憮然と言うスカイにキリアルが言い返そうとした時、背後から伸びてきた手が彼の狼の耳を鷲掴みにした。しかも両手で両方の耳を掴んで後ろに引く。

「リナ様に失礼なことを言ったのに謝罪もないなんて、あんたの育ち方はどうなっているのよ」

アスロが力任せに耳を引っ張っている。キリアルは後ろにのけ反りながら痛みを訴えてきた。

「ア、アスロ。痛いから引っぱるな。耳は駄目だ」

「わざとやっているのよ」

同じ獣人族だからなのか、普段はそんなことをしないアスロが容赦ない。スカイも助けることなく黙って扉の前に立っていた。

リナは止めるべきだろうかと迷ったが、ぶつかることを防いでくれたタイトと目が合うと、彼は首を横に振った。

「キリアルは仕事はできるけど口が悪くて、神殿に戻ってくるとアスロとスカイに注意されているんです。いつもの光景なのでお気になさらず」

これが彼らの注意の仕方のようだ。獣人族だからなのか、彼らだからこその態度なのかわからなかったが、とりあえず見守ることにした。

容赦ないアスロの耳の鷲掴みに、キリアルもさすがに痛さに負けたのかすぐに大人しくなった。

「リナ様はロイド様の奥様で、ここでは女主人のような存在なのよ。それを見下すような態度を取るなんて、使用人としての再教育が必要ね」

「自分の方が長く神殿で働いているから尊重されていいという考えがあるのがいけない。年長者として敬ってほしかったら、それなりの態度があるだろう」

2人ともキリアルに随分と冷たい対応だ。話を聞いているとキリアルが年上で、神殿で働いている年数も上のようだ。

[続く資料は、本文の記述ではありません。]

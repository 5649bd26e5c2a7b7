// Entity snapshots and typed per-entity field accessors.
//
// A snapshot is the deep-copied state of one record as seen at a lifecycle
// boundary. Schemas declare which fields an entity type has and their types so
// that triggers referencing unknown fields are rejected at registration.

use chrono::DateTime;
use serde::de::DeserializeOwned;
use serde::{Deserialize, Serialize};
use serde_json::Value;
use std::collections::{BTreeMap, BTreeSet, HashMap};
use thiserror::Error;

pub type FieldMap = serde_json::Map<String, Value>;

#[derive(Error, Debug)]
pub enum SchemaError {
    #[error("Entity type '{entity_type}' has no field '{field}'")]
    UnknownField { entity_type: String, field: String },
    #[error("Field '{field}' on '{entity_type}' expects {expected}, got {actual}")]
    TypeMismatch {
        entity_type: String,
        field: String,
        expected: FieldType,
        actual: String,
    },
    #[error("Entity '{0}' did not serialize to an object")]
    NotAnObject(String),
    #[error("Path '{0}' crosses a field that is not an object")]
    NotNested(String),
    #[error("Serialization error: {0}")]
    Serialization(#[from] serde_json::Error),
}

pub type SchemaResult<T> = Result<T, SchemaError>;

/// Normalized entity type name used for matching and indexing.
pub fn entity_key(entity_type: &str) -> String {
    entity_type.trim().to_lowercase()
}

/// A typed record that can be captured into a snapshot.
pub trait Entity: Serialize + DeserializeOwned + Send + Sync {
    const ENTITY_TYPE: &'static str;

    /// `None` for records not yet persisted.
    fn entity_id(&self) -> Option<String>;
}

#[derive(Debug, Clone, PartialEq, Eq, Hash)]
pub struct SnapshotKey {
    pub entity_type: String,
    pub id: String,
}

#[derive(Debug, Clone, PartialEq, Serialize, Deserialize)]
pub struct EntitySnapshot {
    pub entity_type: String,
    pub id: Option<String>,
    pub fields: FieldMap,
}

/// Per-field difference between two snapshots
#[derive(Debug, Clone, PartialEq, Serialize)]
pub struct FieldChange {
    pub old: Value,
    pub new: Value,
}

impl EntitySnapshot {
    pub fn new(entity_type: impl Into<String>, id: impl Into<String>) -> Self {
        Self {
            entity_type: entity_type.into(),
            id: Some(id.into()),
            fields: FieldMap::new(),
        }
    }

    pub fn unsaved(entity_type: impl Into<String>) -> Self {
        Self {
            entity_type: entity_type.into(),
            id: None,
            fields: FieldMap::new(),
        }
    }

    pub fn with_field(mut self, name: &str, value: impl Into<Value>) -> Self {
        self.fields.insert(name.to_string(), value.into());
        self
    }

    pub fn capture<E: Entity>(entity: &E) -> SchemaResult<Self> {
        match serde_json::to_value(entity)? {
            Value::Object(fields) => Ok(Self {
                entity_type: E::ENTITY_TYPE.to_string(),
                id: entity.entity_id(),
                fields,
            }),
            _ => Err(SchemaError::NotAnObject(E::ENTITY_TYPE.to_string())),
        }
    }

    pub fn restore<E: Entity>(&self) -> SchemaResult<E> {
        Ok(serde_json::from_value(Value::Object(self.fields.clone()))?)
    }

    pub fn key(&self) -> Option<SnapshotKey> {
        self.id.as_ref().map(|id| SnapshotKey {
            entity_type: entity_key(&self.entity_type),
            id: id.clone(),
        })
    }

    pub fn is_persisted(&self) -> bool {
        self.id.is_some()
    }

    pub fn get(&self, field: &str) -> Option<&Value> {
        self.fields.get(field)
    }

    /// Resolve a dotted path such as `client.is_vip` through nested objects
    pub fn lookup(&self, path: &str) -> Option<&Value> {
        let mut parts = path.split('.');
        let mut current = self.fields.get(parts.next()?)?;
        for part in parts {
            current = current.as_object()?.get(part)?;
        }
        Some(current)
    }

    pub fn get_str(&self, field: &str) -> Option<&str> {
        self.lookup(field).and_then(Value::as_str)
    }

    pub fn get_f64(&self, field: &str) -> Option<f64> {
        self.lookup(field).and_then(Value::as_f64)
    }

    pub fn get_bool(&self, field: &str) -> Option<bool> {
        self.lookup(field).and_then(Value::as_bool)
    }

    /// Set a field, returning the previous value.
    pub fn set(&mut self, field: &str, value: Value) -> Option<Value> {
        self.fields.insert(field.to_string(), value)
    }

    /// Set a dotted path such as `client.is_vip`, creating missing or null
    /// intermediate objects. Returns the previous value at the leaf.
    pub fn set_path(&mut self, path: &str, value: Value) -> SchemaResult<Option<Value>> {
        let Some((parents, leaf)) = path.rsplit_once('.') else {
            return Ok(self.set(path, value));
        };

        let mut current = &mut self.fields;
        for part in parents.split('.') {
            let slot = current
                .entry(part.to_string())
                .or_insert_with(|| Value::Object(FieldMap::new()));
            if slot.is_null() {
                *slot = Value::Object(FieldMap::new());
            }
            current = slot
                .as_object_mut()
                .ok_or_else(|| SchemaError::NotNested(path.to_string()))?;
        }
        Ok(current.insert(leaf.to_string(), value))
    }

    /// Fields whose values differ between `self` (before) and `after`.
    /// Fields present on only one side compare against null.
    pub fn diff(&self, after: &EntitySnapshot) -> BTreeMap<String, FieldChange> {
        let names: BTreeSet<&String> = self.fields.keys().chain(after.fields.keys()).collect();

        names
            .into_iter()
            .filter_map(|name| {
                let old = self.fields.get(name).cloned().unwrap_or(Value::Null);
                let new = after.fields.get(name).cloned().unwrap_or(Value::Null);
                (old != new).then(|| (name.clone(), FieldChange { old, new }))
            })
            .collect()
    }
}

#[derive(Debug, Clone, Copy, PartialEq, Eq, Serialize, Deserialize)]
#[serde(rename_all = "snake_case")]
pub enum FieldType {
    String,
    Integer,
    Float,
    Boolean,
    Timestamp,
    Uuid,
    List,
    Json,
}

impl std::fmt::Display for FieldType {
    fn fmt(&self, f: &mut std::fmt::Formatter<'_>) -> std::fmt::Result {
        let name = match self {
            FieldType::String => "string",
            FieldType::Integer => "integer",
            FieldType::Float => "float",
            FieldType::Boolean => "boolean",
            FieldType::Timestamp => "timestamp",
            FieldType::Uuid => "uuid",
            FieldType::List => "list",
            FieldType::Json => "json",
        };
        f.write_str(name)
    }
}

impl FieldType {
    /// Null is accepted for every type.
    pub fn accepts(&self, value: &Value) -> bool {
        match (self, value) {
            (_, Value::Null) => true,
            (FieldType::Json, _) => true,
            (FieldType::String, Value::String(_)) => true,
            (FieldType::Integer, Value::Number(n)) => n.is_i64() || n.is_u64(),
            (FieldType::Float, Value::Number(_)) => true,
            (FieldType::Boolean, Value::Bool(_)) => true,
            (FieldType::Timestamp, Value::String(s)) => DateTime::parse_from_rfc3339(s).is_ok(),
            (FieldType::Uuid, Value::String(s)) => uuid::Uuid::parse_str(s).is_ok(),
            (FieldType::List, Value::Array(_)) => true,
            _ => false,
        }
    }
}

fn describe_value(value: &Value) -> String {
    match value {
        Value::Null => "null".to_string(),
        Value::Bool(_) => "boolean".to_string(),
        Value::Number(_) => "number".to_string(),
        Value::String(s) => format!("string \"{}\"", s),
        Value::Array(_) => "list".to_string(),
        Value::Object(_) => "object".to_string(),
    }
}

/// Field declarations for one entity type
#[derive(Debug, Clone)]
pub struct EntitySchema {
    entity_type: String,
    fields: BTreeMap<String, FieldType>,
}

impl EntitySchema {
    pub fn new(entity_type: &str) -> Self {
        Self {
            entity_type: entity_type.to_string(),
            fields: BTreeMap::new(),
        }
    }

    #[must_use]
    pub fn field(mut self, name: &str, field_type: FieldType) -> Self {
        self.fields.insert(name.to_string(), field_type);
        self
    }

    pub fn entity_type(&self) -> &str {
        &self.entity_type
    }

    pub fn field_type(&self, name: &str) -> Option<FieldType> {
        let root = name.split('.').next().unwrap_or(name);
        self.fields.get(root).copied()
    }

    pub fn has_field(&self, name: &str) -> bool {
        self.field_type(name).is_some()
    }

    pub fn field_names(&self) -> impl Iterator<Item = &str> {
        self.fields.keys().map(String::as_str)
    }

    pub fn check_field(&self, name: &str) -> SchemaResult<FieldType> {
        self.field_type(name).ok_or_else(|| SchemaError::UnknownField {
            entity_type: self.entity_type.clone(),
            field: name.to_string(),
        })
    }

    pub fn check_value(&self, name: &str, value: &Value) -> SchemaResult<()> {
        let expected = self.check_field(name)?;
        // Nested paths land inside a json/object field; only the root is typed.
        if name.contains('.') || expected.accepts(value) {
            Ok(())
        } else {
            Err(SchemaError::TypeMismatch {
                entity_type: self.entity_type.clone(),
                field: name.to_string(),
                expected,
                actual: describe_value(value),
            })
        }
    }

    /// Type-checked setter.
    pub fn set(&self, snapshot: &mut EntitySnapshot, name: &str, value: Value) -> SchemaResult<Option<Value>> {
        self.check_value(name, &value)?;
        Ok(snapshot.set(name, value))
    }
}

#[derive(Debug, Clone, Default)]
pub struct SchemaRegistry {
    schemas: HashMap<String, EntitySchema>,
}

impl SchemaRegistry {
    pub fn new() -> Self {
        Self::default()
    }

    #[must_use]
    pub fn with(mut self, schema: EntitySchema) -> Self {
        self.register(schema);
        self
    }

    pub fn register(&mut self, schema: EntitySchema) {
        self.schemas.insert(entity_key(&schema.entity_type), schema);
    }

    pub fn get(&self, entity_type: &str) -> Option<&EntitySchema> {
        self.schemas.get(&entity_key(entity_type))
    }

    pub fn len(&self) -> usize {
        self.schemas.len()
    }

    pub fn is_empty(&self) -> bool {
        self.schemas.is_empty()
    }
}

#[cfg(test)]
mod tests {
    use super::*;
    use serde_json::json;

    #[derive(Debug, Serialize, Deserialize, PartialEq)]
    struct Widget {
        id: String,
        status: String,
        approved: bool,
    }

    impl Entity for Widget {
        const ENTITY_TYPE: &'static str = "Widget";

        fn entity_id(&self) -> Option<String> {
            Some(self.id.clone())
        }
    }

    #[test]
    fn test_capture_and_restore() {
        let widget = Widget {
            id: "w-1".to_string(),
            status: "draft".to_string(),
            approved: false,
        };
        let snapshot = EntitySnapshot::capture(&widget).unwrap();

        assert_eq!(snapshot.entity_type, "Widget");
        assert_eq!(snapshot.id.as_deref(), Some("w-1"));
        assert_eq!(snapshot.get_str("status"), Some("draft"));
        assert_eq!(snapshot.restore::<Widget>().unwrap(), widget);
    }

    #[test]
    fn test_diff_reports_only_changed_fields() {
        let before = EntitySnapshot::new("Widget", "1")
            .with_field("status", "draft")
            .with_field("name", "gear");
        let after = EntitySnapshot::new("Widget", "1")
            .with_field("status", "active")
            .with_field("name", "gear")
            .with_field("color", "red");

        let changes = before.diff(&after);
        assert_eq!(changes.len(), 2);
        assert_eq!(changes["status"], FieldChange { old: json!("draft"), new: json!("active") });
        assert_eq!(changes["color"].old, Value::Null);
    }

    #[test]
    fn test_lookup_nested_path() {
        let snapshot = EntitySnapshot::new("Order", "9").with_field("client", json!({"is_vip": true}));
        assert_eq!(snapshot.get_bool("client.is_vip"), Some(true));
        assert!(snapshot.lookup("client.missing").is_none());
    }

    #[test]
    fn test_set_path_writes_nested_objects() {
        let mut snapshot = EntitySnapshot::new("Order", "9").with_field("client", json!({"is_vip": false}));

        assert_eq!(snapshot.set_path("client.is_vip", json!(true)).unwrap(), Some(json!(false)));
        assert_eq!(snapshot.get_bool("client.is_vip"), Some(true));
        assert!(snapshot.get("client.is_vip").is_none());

        assert_eq!(snapshot.set_path("shipping.address.city", json!("Oslo")).unwrap(), None);
        assert_eq!(snapshot.get_str("shipping.address.city"), Some("Oslo"));

        snapshot.set("note", json!("plain"));
        assert!(matches!(
            snapshot.set_path("note.text", json!("x")),
            Err(SchemaError::NotNested(_))
        ));
    }

    #[test]
    fn test_schema_rejects_unknown_field_and_wrong_type() {
        let schema = EntitySchema::new("Widget")
            .field("status", FieldType::String)
            .field("approved", FieldType::Boolean)
            .field("created_at", FieldType::Timestamp);

        assert!(schema.check_value("approved", &json!(true)).is_ok());
        assert!(schema.check_value("approved", &Value::Null).is_ok());
        assert!(matches!(
            schema.check_value("aproved", &json!(true)),
            Err(SchemaError::UnknownField { .. })
        ));
        assert!(matches!(
            schema.check_value("approved", &json!("yes")),
            Err(SchemaError::TypeMismatch { .. })
        ));
        assert!(schema.check_value("created_at", &json!("2024-05-01T10:00:00Z")).is_ok());
        assert!(schema.check_value("created_at", &json!("yesterday")).is_err());
    }

    #[test]
    fn test_schema_setter_and_case_insensitive_lookup() {
        let registry = SchemaRegistry::new().with(EntitySchema::new("Widget").field("approved", FieldType::Boolean));
        let schema = registry.get("widget").unwrap();

        let mut snapshot = EntitySnapshot::new("Widget", "1").with_field("approved", false);
        let previous = schema.set(&mut snapshot, "approved", json!(true)).unwrap();

        assert_eq!(previous, Some(json!(false)));
        assert_eq!(snapshot.get_bool("approved"), Some(true));
        assert!(schema.set(&mut snapshot, "approved", json!(1)).is_err());
    }
}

「わかった。俺が悪かったからアスロは手を離してくれ」

未だにのけ反ったようにしていたキリアルも2人から責められては折れるしかない。

アスロが手を離すと痛かったのか頭を押さえるように耳を労わっていた。

結果は完全にキリアルの惨敗だろう。周りを見ると皆が彼を睨むように見ていて、ここにいる者たちは誰もがリナの味方なのだとわかる。

それが嬉しくて、自然と口元に笑みが浮かんだ。

「キリアル」

タイトの後ろに隠れる形になっていたリナはタイトを避けて前に進み出た。

未だに耳を撫でていたキリアルは名前を呼ばれてしょげたように振り返った。

「私を試したかったのでしょうけど、これだけは覚えておいてほしいわ」

そう言ってリナはキリアルにさらに近づくと、笑顔のまま続きを言った。

「貴族令嬢が全員何も知らない箱入りだと思わないことよ。腹の探り合いに相手の弱点を見つけるのは当たり前だし、それを平気なふりをして返り討ちにする役目もあるわ。見た目だけで判断してはいけないわ」

最後の言葉はリナをロイドと比べたことへの意趣返しでもあった。

キリアルが明らかに頬を引きつらせる。リナはそれを気にすることなく部屋にいる全員を見渡した。

「さぁ、お茶にしましょう。せっかく集まったのですから、楽しい話をしましょう」

ここでは使用人達と落ち着いた時間を過ごすために設けた。気持ちを切り替えてみんなでお菓子とお茶でおしゃべりを楽しむことにする。

キリアルとの顔合わせはこれで終わりだ。椅子に座るように促すとスカイに引きずられるようにキリアルも座る。ハラハラしていたゼオルとじっとキリアルを睨んでいたリカルドも椅子に座ってお茶会は始まることとなった。最初は気まずい空気が流れていたのだが、リナが何も気にすることなく話を始め、それに続くようにアスロが答えると、タイトやスカイも先ほどまで起こっていたことがなかったかのようにお茶を楽しみ始める。最後までキリアルは居心地が悪そうではあったが、最初の態度から一転して大人しくお茶を飲んでいた。楽しいお茶会と表現していいのかわからなかったが、リナにとっては息抜きになる時間となった。